Les premières lignes du roman annoncent la couleur : « Il est une vérité universellement admise : un célibataire en possession d’une fortune solide doit avoir besoin d’une femme. » En me lançant dans la lecture du premier chapitre, je n’étais pas tout de suite emballée. Les enjeux de la famille Bennet me semblaient assez anodins et peu adaptés à un·e lecteur·rice contemporain·e. Car c’est vrai qu’il peut être difficile de concevoir, en voyant l’importance accordée à la fortune au sein du mariage, que l’on puisse trouver de la romance dans un tel contexte. Souvent, il suffit que la famille d’une jeune fille s’accorde avec un riche héritier et la voilà mariée. Je me demandais donc, à la vue de cet environnement social fortement régulé et superficiel, comment Jane Austen avait-elle réussi à faire croire à ses lecteurs en une authentique histoire d’amour ?
En continuant ma lecture, j’ai réalisé que, dissimulés sous toutes ces manières et ces commérages, certains personnages se démarquent à leur façon, soit de façon évidente comme Elizabeth, soit plus implicitement comme Darcy. En étant profondément maladroit dans tous ses faits et gestes, celui-ci m’a semblé le plus intéressant et le plus humain.
Bien que Darcy puisse facilement être considéré comme l’un des personnages les plus énigmatiques du roman, du fait de sa froideur et de ses phrases déplacées, j’ai trouvé que son tempérament faisait de lui quelqu’un à qui l’on peut s’identifier plus facilement que ce que l’on pourrait croire, même plusieurs siècles plus tard. En lisant la première partie du roman, j’ai passé mon temps à me demander pourquoi Fitzwilliam Darcy était l’un des personnages les plus mythiques de la littérature romantique. Puis j’ai compris que, comme Elizabeth, le lecteur doit revenir sur sa première impression de cet homme qui semble haïr tout et tout le monde pour percevoir que Darcy n’est autre qu’un homme très maladroit et orgueilleux qui ne peut concevoir qu’Elizabeth rejette son affection.

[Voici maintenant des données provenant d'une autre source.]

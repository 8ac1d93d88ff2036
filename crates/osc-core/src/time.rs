//! Time tags
//!
//! OSC time is a 64-bit fixed point NTP timestamp: the upper 32 bits count
//! seconds since 1900-01-01T00:00Z and the lower 32 bits are a binary fraction
//! of a second. The value `(0, 1)` is reserved to mean "immediately".

use serde::{Deserialize, Serialize};
use std::fmt;
use std::time::{Duration, SystemTime, UNIX_EPOCH};

use crate::{Error, Result};

/// Seconds between the NTP epoch (1900) and the Unix epoch (1970)
pub const NTP_UNIX_OFFSET: u64 = 2_208_988_800;

/// 2^32, the denominator of the fraction field
const FRACTION_SCALE: f64 = 4_294_967_296.0;

const NANOS_PER_SEC: u64 = 1_000_000_000;

/// A 64-bit OSC/NTP time tag
#[derive(Debug, Clone, Copy, PartialEq, Eq, Hash, PartialOrd, Ord, Serialize, Deserialize)]
pub struct TimeTag {
    seconds: u32,
    fraction: u32,
}

impl TimeTag {
    /// The reserved "dispatch immediately" value
    pub const IMMEDIATE: TimeTag = TimeTag {
        seconds: 0,
        fraction: 1,
    };

    /// Build a time tag from its raw wire fields
    pub const fn new(seconds: u32, fraction: u32) -> Self {
        Self { seconds, fraction }
    }

    /// Current wall-clock time.
    ///
    /// Seconds wrap at the end of NTP era 0 (2036-02-07), as NTP itself does.
    pub fn now() -> Self {
        let since_unix = SystemTime::now()
            .duration_since(UNIX_EPOCH)
            .unwrap_or_default();
        let seconds = (since_unix.as_secs() + NTP_UNIX_OFFSET) as u32;
        Self {
            seconds,
            fraction: nanos_to_fraction(since_unix.subsec_nanos()),
        }
    }

    /// Time tag for a Unix timestamp in (fractional) seconds
    pub fn from_unix_secs_f64(secs: f64) -> Result<Self> {
        Self::try_from(secs + NTP_UNIX_OFFSET as f64)
    }

    /// Whole seconds since 1900
    pub fn seconds(&self) -> u32 {
        self.seconds
    }

    /// Binary fraction of a second (denominator 2^32)
    pub fn fraction(&self) -> u32 {
        self.fraction
    }

    /// Check for the reserved "immediately" value
    pub fn is_immediate(&self) -> bool {
        *self == Self::IMMEDIATE
    }

    /// Seconds since 1900 as a float
    pub fn as_secs_f64(&self) -> f64 {
        self.seconds as f64 + self.fraction as f64 / FRACTION_SCALE
    }

    /// Offset from the NTP epoch
    pub fn to_ntp_duration(&self) -> Duration {
        Duration::new(self.seconds as u64, fraction_to_nanos(self.fraction))
    }

    /// Absolute wall-clock time this tag denotes
    pub fn to_system_time(&self) -> SystemTime {
        let ntp = self.to_ntp_duration();
        let offset = Duration::from_secs(NTP_UNIX_OFFSET);
        if ntp >= offset {
            UNIX_EPOCH + (ntp - offset)
        } else {
            UNIX_EPOCH.checked_sub(offset - ntp).unwrap_or(UNIX_EPOCH)
        }
    }
}

impl Default for TimeTag {
    fn default() -> Self {
        Self::IMMEDIATE
    }
}

impl fmt::Display for TimeTag {
    fn fmt(&self, f: &mut fmt::Formatter<'_>) -> fmt::Result {
        if self.is_immediate() {
            write!(f, "immediate")
        } else {
            write!(f, "{:.6}", self.as_secs_f64())
        }
    }
}

impl From<(u32, u32)> for TimeTag {
    fn from((seconds, fraction): (u32, u32)) -> Self {
        Self::new(seconds, fraction)
    }
}

impl From<TimeTag> for (u32, u32) {
    fn from(tag: TimeTag) -> Self {
        (tag.seconds, tag.fraction)
    }
}

/// An absent time means "immediately"
impl From<Option<TimeTag>> for TimeTag {
    fn from(tag: Option<TimeTag>) -> Self {
        tag.unwrap_or(Self::IMMEDIATE)
    }
}

/// Seconds since 1900
impl TryFrom<f64> for TimeTag {
    type Error = Error;

    fn try_from(secs: f64) -> Result<Self> {
        if !secs.is_finite() || secs < 0.0 || secs >= FRACTION_SCALE {
            return Err(Error::InvalidTimeValue(format!(
                "{} seconds is outside NTP era 0",
                secs
            )));
        }
        let whole = secs.floor();
        let fraction = ((secs - whole) * FRACTION_SCALE).min(u32::MAX as f64) as u32;
        Ok(Self::new(whole as u32, fraction))
    }
}

/// Offset from the NTP epoch
impl TryFrom<Duration> for TimeTag {
    type Error = Error;

    fn try_from(since_ntp: Duration) -> Result<Self> {
        let seconds = u32::try_from(since_ntp.as_secs()).map_err(|_| {
            Error::InvalidTimeValue(format!("{:?} is outside NTP era 0", since_ntp))
        })?;
        Ok(Self::new(seconds, nanos_to_fraction(since_ntp.subsec_nanos())))
    }
}

impl TryFrom<SystemTime> for TimeTag {
    type Error = Error;

    fn try_from(time: SystemTime) -> Result<Self> {
        let offset = Duration::from_secs(NTP_UNIX_OFFSET);
        let since_ntp = match time.duration_since(UNIX_EPOCH) {
            Ok(after) => offset + after,
            Err(e) => offset.checked_sub(e.duration()).ok_or_else(|| {
                Error::InvalidTimeValue("time is before 1900-01-01".to_string())
            })?,
        };
        Self::try_from(since_ntp)
    }
}

fn nanos_to_fraction(nanos: u32) -> u32 {
    (((nanos as u64) << 32) / NANOS_PER_SEC) as u32
}

fn fraction_to_nanos(fraction: u32) -> u32 {
    ((fraction as u64 * NANOS_PER_SEC) >> 32) as u32
}

#[cfg(test)]
mod tests {
    use super::*;

    #[test]
    fn test_unix_epoch() {
        let tag = TimeTag::try_from(UNIX_EPOCH).unwrap();
        assert_eq!(tag.seconds() as u64, NTP_UNIX_OFFSET);
        assert_eq!(tag.fraction(), 0);
        assert_eq!(tag.to_system_time(), UNIX_EPOCH);
    }

    #[test]
    fn test_system_time_roundtrip() {
        let t = UNIX_EPOCH + Duration::from_micros(1_700_000_000_123_456);
        let back = TimeTag::try_from(t).unwrap().to_system_time();
        let diff = match back.duration_since(t) {
            Ok(d) => d,
            Err(e) => e.duration(),
        };
        assert!(diff < Duration::from_micros(1));
    }

    #[test]
    fn test_half_second_fraction() {
        let tag = TimeTag::try_from(10.5).unwrap();
        assert_eq!(tag.seconds(), 10);
        assert_eq!(tag.fraction(), 0x8000_0000);
        assert_eq!(tag.as_secs_f64(), 10.5);
    }

    #[test]
    fn test_invalid_inputs() {
        assert!(matches!(
            TimeTag::try_from(f64::NAN),
            Err(Error::InvalidTimeValue(_))
        ));
        assert!(TimeTag::try_from(-1.0).is_err());
        assert!(TimeTag::try_from(FRACTION_SCALE).is_err());
        let before_1900 = UNIX_EPOCH - Duration::from_secs(NTP_UNIX_OFFSET + 1);
        assert!(TimeTag::try_from(before_1900).is_err());
    }

    #[test]
    fn test_nil_is_immediate() {
        assert_eq!(TimeTag::from(None), TimeTag::IMMEDIATE);
        assert!(TimeTag::default().is_immediate());
        assert_eq!(TimeTag::IMMEDIATE.to_string(), "immediate");
    }

    #[test]
    fn test_now_is_after_unix_offset() {
        let now = TimeTag::now();
        assert!(now.seconds() as u64 > NTP_UNIX_OFFSET);
        assert!(!now.is_immediate());
    }
}
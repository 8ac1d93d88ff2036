//! OSC binary codec
//!
//! All multi-byte fields are big-endian and every encoded item is padded with
//! zero bytes to a multiple of four.
//!
//! ```text
//! Message = string(address) string(",tags") arg*
//! Bundle  = string("#bundle") timetag (u32(len) packet[len])*
//! ```

use bytes::{Buf, BufMut, Bytes, BytesMut};

use crate::types::{Bundle, Message, Packet, Value};
use crate::{Error, Result, TimeTag};

/// Leading string of every encoded bundle
pub const BUNDLE_TAG: &str = "#bundle";

/// Deepest bundle nesting accepted by the decoder
pub const MAX_NESTING_DEPTH: usize = 64;

/// Standard type tag characters
pub mod tag {
    pub const INT: char = 'i';
    pub const FLOAT: char = 'f';
    pub const STRING: char = 's';
    pub const BLOB: char = 'b';
    pub const TIME: char = 't';
}

/// Encode into a self-contained byte buffer
pub trait Encode {
    fn encode(&self) -> Result<Bytes>;
}

/// Decode from a complete byte buffer
pub trait Decode: Sized {
    fn decode(bytes: &[u8]) -> Result<Self>;
}

// ============================================================================
// PUBLIC API
// ============================================================================

/// Encode a packet
pub fn encode(packet: &Packet) -> Result<Bytes> {
    let mut buf = BytesMut::with_capacity(estimate_packet_size(packet));
    encode_packet_to_buf(&mut buf, packet)?;
    Ok(buf.freeze())
}

/// Decode exactly one message or bundle.
///
/// Bundles nested more than [`MAX_NESTING_DEPTH`] deep are rejected with
/// [`Error::MalformedPacket`].
pub fn decode(bytes: &[u8]) -> Result<Packet> {
    decode_nested(bytes, 0)
}

/// `depth` counts the enclosing bundles
fn decode_nested(bytes: &[u8], depth: usize) -> Result<Packet> {
    let mut buf = bytes;
    let head = decode_string(&mut buf)?;

    if head == BUNDLE_TAG {
        decode_bundle_body(&mut buf, depth).map(Packet::Bundle)
    } else if head.starts_with('/') {
        decode_message_body(head, &mut buf).map(Packet::Message)
    } else {
        Err(Error::MalformedPacket(format!(
            "leading string {:?} is neither an address nor {:?}",
            head, BUNDLE_TAG
        )))
    }
}

impl Encode for Packet {
    fn encode(&self) -> Result<Bytes> {
        encode(self)
    }
}

impl Decode for Packet {
    fn decode(bytes: &[u8]) -> Result<Self> {
        decode(bytes)
    }
}

impl Encode for Message {
    fn encode(&self) -> Result<Bytes> {
        let mut buf = BytesMut::with_capacity(estimate_message_size(self));
        encode_message_to_buf(&mut buf, self)?;
        Ok(buf.freeze())
    }
}

impl Decode for Message {
    fn decode(bytes: &[u8]) -> Result<Self> {
        match decode(bytes)? {
            Packet::Message(m) => Ok(m),
            Packet::Bundle(_) => Err(Error::MalformedPacket(
                "expected a message, found a bundle".to_string(),
            )),
        }
    }
}

impl Encode for Bundle {
    fn encode(&self) -> Result<Bytes> {
        let mut buf = BytesMut::with_capacity(estimate_bundle_size(self));
        encode_bundle_to_buf(&mut buf, self)?;
        Ok(buf.freeze())
    }
}

impl Decode for Bundle {
    fn decode(bytes: &[u8]) -> Result<Self> {
        match decode(bytes)? {
            Packet::Bundle(b) => Ok(b),
            Packet::Message(_) => Err(Error::MalformedPacket(
                "expected a bundle, found a message".to_string(),
            )),
        }
    }
}

impl Encode for Value {
    fn encode(&self) -> Result<Bytes> {
        let mut buf = BytesMut::with_capacity(estimate_value_size(self));
        encode_value(&mut buf, self)?;
        Ok(buf.freeze())
    }
}

impl Encode for TimeTag {
    fn encode(&self) -> Result<Bytes> {
        let mut buf = BytesMut::with_capacity(8);
        encode_timetag(&mut buf, *self);
        Ok(buf.freeze())
    }
}

// ============================================================================
// SIZE ESTIMATES
// ============================================================================

/// Length of an item of `len` bytes after zero padding
#[inline]
pub fn padded_len(len: usize) -> usize {
    (len + 3) & !3
}

#[inline]
fn string_size(s: &str) -> usize {
    padded_len(s.len() + 1)
}

fn estimate_value_size(value: &Value) -> usize {
    match value {
        Value::Int(_) | Value::Float(_) => 4,
        Value::String(s) => string_size(s),
        Value::Blob(b) => 4 + padded_len(b.len()),
        Value::Time(_) => 8,
    }
}

fn estimate_message_size(msg: &Message) -> usize {
    string_size(msg.address())
        + padded_len(msg.args().len() + 2)
        + msg.args().iter().map(estimate_value_size).sum::<usize>()
}

fn estimate_bundle_size(bundle: &Bundle) -> usize {
    16 + bundle
        .contents
        .iter()
        .map(|p| 4 + estimate_packet_size(p))
        .sum::<usize>()
}

fn estimate_packet_size(packet: &Packet) -> usize {
    match packet {
        Packet::Message(m) => estimate_message_size(m),
        Packet::Bundle(b) => estimate_bundle_size(b),
    }
}

// ============================================================================
// ATOMIC VALUES
// ============================================================================

#[inline]
fn put_padding(buf: &mut BytesMut, len: usize) {
    buf.put_bytes(0, padded_len(len) - len);
}

pub fn encode_int(buf: &mut BytesMut, value: i32) {
    buf.put_i32(value);
}

pub fn encode_float(buf: &mut BytesMut, value: f32) {
    buf.put_f32(value);
}

/// Encode a string, truncated at its first embedded null
pub fn encode_string(buf: &mut BytesMut, s: &str) {
    let bytes = s.as_bytes();
    let end = bytes.iter().position(|&b| b == 0).unwrap_or(bytes.len());
    buf.put_slice(&bytes[..end]);
    buf.put_u8(0);
    put_padding(buf, end + 1);
}

pub fn encode_blob(buf: &mut BytesMut, data: &[u8]) -> Result<()> {
    let len = u32::try_from(data.len()).map_err(|_| Error::PayloadTooLarge(data.len()))?;
    buf.put_u32(len);
    buf.put_slice(data);
    put_padding(buf, data.len());
    Ok(())
}

pub fn encode_timetag(buf: &mut BytesMut, tag: TimeTag) {
    buf.put_u32(tag.seconds());
    buf.put_u32(tag.fraction());
}

pub fn encode_value(buf: &mut BytesMut, value: &Value) -> Result<()> {
    match value {
        Value::Int(i) => encode_int(buf, *i),
        Value::Float(f) => encode_float(buf, *f),
        Value::String(s) => encode_string(buf, s),
        Value::Blob(b) => encode_blob(buf, b)?,
        Value::Time(t) => encode_timetag(buf, *t),
    }
    Ok(())
}

#[inline]
fn ensure(buf: &[u8], needed: usize) -> Result<()> {
    if buf.remaining() < needed {
        return Err(Error::TruncatedInput {
            needed,
            have: buf.remaining(),
        });
    }
    Ok(())
}

/// Decode an int, reinterpreting values above `i32::MAX` as negative
pub fn decode_int(buf: &mut &[u8]) -> Result<i32> {
    ensure(buf, 4)?;
    Ok(buf.get_i32())
}

pub fn decode_float(buf: &mut &[u8]) -> Result<f32> {
    ensure(buf, 4)?;
    Ok(buf.get_f32())
}

/// Decode a null-terminated string and skip to the next 4-byte boundary
pub fn decode_string(buf: &mut &[u8]) -> Result<String> {
    let nul = buf
        .iter()
        .position(|&b| b == 0)
        .ok_or(Error::TruncatedInput {
            needed: buf.len() + 1,
            have: buf.len(),
        })?;
    let total = padded_len(nul + 1);
    ensure(buf, total)?;

    let s = std::str::from_utf8(&buf[..nul])
        .map_err(|e| Error::MalformedPacket(format!("string is not valid UTF-8: {}", e)))?
        .to_string();
    buf.advance(total);
    Ok(s)
}

pub fn decode_blob(buf: &mut &[u8]) -> Result<Vec<u8>> {
    ensure(buf, 4)?;
    let len = buf.get_u32() as usize;
    ensure(buf, padded_len(len))?;

    let data = buf[..len].to_vec();
    buf.advance(padded_len(len));
    Ok(data)
}

pub fn decode_timetag(buf: &mut &[u8]) -> Result<TimeTag> {
    ensure(buf, 8)?;
    let seconds = buf.get_u32();
    let fraction = buf.get_u32();
    Ok(TimeTag::new(seconds, fraction))
}

/// Decode the argument for one type tag.
///
/// Nonstandard tags are consumed and yield `None`.
pub fn decode_value(buf: &mut &[u8], type_tag: char) -> Result<Option<Value>> {
    let value = match type_tag {
        tag::INT => Value::Int(decode_int(buf)?),
        tag::FLOAT => Value::Float(decode_float(buf)?),
        tag::STRING => Value::String(decode_string(buf)?),
        tag::BLOB => Value::Blob(decode_blob(buf)?),
        tag::TIME => Value::Time(decode_timetag(buf)?),
        // int64, double
        'h' | 'd' => return skip(buf, 8),
        // symbol
        'S' => {
            decode_string(buf)?;
            return Ok(None);
        }
        // char, rgba color, midi
        'c' | 'r' | 'm' => return skip(buf, 4),
        // true, false, nil, infinitum, array delimiters
        'T' | 'F' | 'N' | 'I' | '[' | ']' => return Ok(None),
        other => return Err(Error::UnknownTypeTag(other)),
    };
    Ok(Some(value))
}

fn skip(buf: &mut &[u8], len: usize) -> Result<Option<Value>> {
    ensure(buf, len)?;
    buf.advance(len);
    Ok(None)
}

// ============================================================================
// PACKETS
// ============================================================================

fn encode_packet_to_buf(buf: &mut BytesMut, packet: &Packet) -> Result<()> {
    match packet {
        Packet::Message(m) => encode_message_to_buf(buf, m),
        Packet::Bundle(b) => encode_bundle_to_buf(buf, b),
    }
}

fn encode_message_to_buf(buf: &mut BytesMut, msg: &Message) -> Result<()> {
    encode_string(buf, msg.address());
    encode_string(buf, &msg.type_tags());
    for arg in msg.args() {
        encode_value(buf, arg)?;
    }
    Ok(())
}

fn encode_bundle_to_buf(buf: &mut BytesMut, bundle: &Bundle) -> Result<()> {
    encode_string(buf, BUNDLE_TAG);
    encode_timetag(buf, bundle.timetag);

    for element in &bundle.contents {
        // Length prefix is patched once the element size is known
        let start = buf.len();
        buf.put_u32(0);
        encode_packet_to_buf(buf, element)?;

        let len = buf.len() - start - 4;
        let len = u32::try_from(len).map_err(|_| Error::PayloadTooLarge(len))?;
        buf[start..start + 4].copy_from_slice(&len.to_be_bytes());
    }
    Ok(())
}

fn decode_message_body(address: String, buf: &mut &[u8]) -> Result<Message> {
    // Messages without a type tag string carry no arguments
    if buf.first() != Some(&b',') {
        return Ok(Message::from_wire(address, Vec::new()));
    }

    let tags = decode_string(buf)?;
    let mut args = Vec::with_capacity(tags.len().saturating_sub(1));
    for type_tag in tags.chars().skip(1) {
        if let Some(value) = decode_value(buf, type_tag)? {
            args.push(value);
        }
    }

    Ok(Message::from_wire(address, args))
}

fn decode_bundle_body(buf: &mut &[u8], depth: usize) -> Result<Bundle> {
    if depth >= MAX_NESTING_DEPTH {
        return Err(Error::MalformedPacket(format!(
            "bundles nested deeper than {}",
            MAX_NESTING_DEPTH
        )));
    }

    let timetag = decode_timetag(buf)?;
    let mut contents = Vec::new();

    while buf.has_remaining() {
        ensure(buf, 4)?;
        let len = buf.get_u32() as usize;
        ensure(buf, len)?;

        contents.push(decode_nested(&buf[..len], depth + 1)?);
        buf.advance(len);
    }

    Ok(Bundle::new(timetag, contents))
}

Un changement de caractère de la part de deux personnages aussi orgueilleux qu’Elizabeth et Darcy semble, au premier abord, presque impossible. Et pourtant, ce qui rend Orgueil et Préjugés si captivant, c’est qu’il permet d’être témoin de la remise en question d’abord de Darcy, lorsqu’il se rend compte de l’affection qu’il porte à Elizabeth malgré le fait qu’il l’ait trouvée peu attirante lors de leur première rencontre, puis d’Elizabeth, qui réalise que son jugement du caractère de Darcy a été un peu hâtif. C’est ce qui fait que ces personnages soient dotés d’humanité et que même les personnages les plus obstinés puissent ‑certes non pas sans difficulté- faire un travail d’introspection.